Vervolgens dient de vraag te worden beantwoord of de vervoerder alle redelijke maatregelen heeft getroffen om de vertraging van de passagier te voorkomen dan wel te beperken. Tussen de twee aansluitende vluchten was een overstaptijd van 60 minuten gepland. Een dergelijke overstaptijd wordt door de kantonrechter als onvoldoende gekwalificeerd, aangezien de minimale overstaptijd te Frankfurt 45 minuten bedraagt en in beginsel een minimale buffer van 20 minuten noodzakelijk wordt geacht. De passagier had te Toulouse echter een aankomstvertraging van 41 minuten zodat hij, ook al zou de vervoerder voldoende reservetijd in acht hebben genomen, de aansluitende vlucht niet meer had kunnen halen.

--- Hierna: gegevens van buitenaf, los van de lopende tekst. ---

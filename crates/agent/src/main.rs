//! Gas Anomaly Agent - scores transaction gas against per-contract history
//!
//! Reads transactions as JSON lines from stdin, writes findings as JSON lines
//! to stdout and serves health and metrics over HTTP.

use anyhow::Result;
use gas_anomaly::{
    Classifier, EngineMetrics, InMemoryReceipts, Quota, StructuredLogger, TransactionHandler,
};
use std::sync::Arc;
use tokio::io::BufReader;
use tracing::{error, info, warn};
use tracing_subscriber::{fmt, prelude::*, EnvFilter};

mod api;
mod config;
mod feed;

const AGENT_VERSION: &str = env!("CARGO_PKG_VERSION");

#[tokio::main]
async fn main() -> Result<()> {
    // Logs go to stderr, stdout carries findings
    tracing_subscriber::registry()
        .with(EnvFilter::try_from_default_env().unwrap_or_else(|_| EnvFilter::new("info")))
        .with(fmt::layer().json().with_writer(std::io::stderr))
        .init();

    info!("Starting gas-anomaly-agent");

    let config = config::AgentConfig::load()?;
    let store_config = config.store_config()?;
    let classifier = Classifier::new(config.thresholds()?);
    info!(
        alpha = %store_config.alpha,
        warmup_gate = ?store_config.warmup_gate,
        max_keys = ?store_config.max_keys,
        "Agent configured"
    );

    let metrics = EngineMetrics::new();
    let logger = StructuredLogger::new("gas-anomaly-agent");
    logger.log_startup(
        AGENT_VERSION,
        &store_config.alpha.to_string(),
        config.quota_capacity,
    );

    let quota = Arc::new(Quota::new(config.quota_capacity));
    metrics.set_quota_remaining(quota.remaining());

    let receipts = Arc::new(InMemoryReceipts::new());
    let handler = Arc::new(
        TransactionHandler::new(store_config, classifier, quota, receipts.clone())
            .with_logger(logger.clone()),
    );

    let app_state = Arc::new(api::AppState::new(handler.clone(), metrics.clone()));
    let mut api_handle = tokio::spawn(api::serve(config.api_port, app_state));

    let input = BufReader::new(tokio::io::stdin());
    let output = tokio::io::stdout();

    tokio::select! {
        result = feed::run(input, output, &handler, &receipts) => {
            match result {
                Ok(stats) => {
                    info!(
                        processed = stats.processed,
                        malformed = stats.malformed,
                        failed = stats.failed,
                        findings = stats.findings,
                        "Transaction feed closed"
                    );
                    logger.log_shutdown("end of input");
                }
                Err(e) => {
                    error!(error = %e, "Transaction feed failed");
                    logger.log_shutdown("feed error");
                }
            }
        }
        result = &mut api_handle => {
            match result {
                Ok(Ok(())) => warn!("API server exited"),
                Ok(Err(e)) => error!(error = %e, "API server failed"),
                Err(e) => error!(error = %e, "API server task panicked"),
            }
            logger.log_shutdown("api server stopped");
        }
        _ = tokio::signal::ctrl_c() => {
            logger.log_shutdown("SIGINT received");
        }
    }

    api_handle.abort();
    info!("Shutting down");

    Ok(())
}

Anders dan de passagier is de kantonrechter van oordeel dat niet van de vervoerder in onderhavige geval kon worden verwacht dat zij bij de omstandigheid dat de luchtverkeersleiding voor vertrek meerdere malen een nieuwe slottijd oplegt aan een vlucht voor de passagier van die vlucht met een overstap onderzoekt of zij hierdoor nog de overstap kunnen halen en vervolgens de mogelijkheden onderzoekt om de passagier om te boeken naar vluchten bij verschillende andere luchtvaartmaatschappijen die omstreeks hetzelfde tijdstip vertrekken, zodat de overstap nog kan worden gehaald dan wel omboeken naar een directe vlucht. Daarbij heeft de vervoerder toegelicht dat zij de passagier naar de eerst mogelijke vervoersmogelijkheid met voldoende plaats heeft omgeboekt. Dit wordt door de passagier betwist. Echter, de passagier heeft niet aangetoond dat er een eerder beschikbaar alternatief was, zodat die stelling als onvoldoende onderbouwd dient te worden verworpen. Niet vast is komen te staan dat de passagier sneller naar de eindbestemming vervoerd had kunnen worden. De conclusie is dat de vervoerder alle redelijke maatregelen heeft getroffen om de vertraging te voorkomen, zodat het beroep van de vervoerder op buitengewone omstandigheden slaagt. De vordering tot betaling van compensatie op grond van artikel 7 van de Verordening wordt dan ook afgewezen.
4.8.
De proceskosten komen voor rekening van de passagier, omdat deze ongelijk krijgt.

5.De beslissing

De kantonrechter:
5.1.
wijst de vordering af;
5.2.
veroordeelt de passagier tot betaling van de proceskosten, die tot en met vandaag voor de vervoerder worden vastgesteld op een bedrag van € 150,00 aan salaris van de gemachtigde van de vervoerder;
5.3.
verklaart dit vonnis, voor wat betreft de proceskostenveroordeling, uitvoerbaar bij voorraad.
Dit vonnis is gewezen door mr. S.N. Schipper, kantonrechter en is uitgesproken op de openbare terechtzitting van bovengenoemde datum in aanwezigheid van de griffier.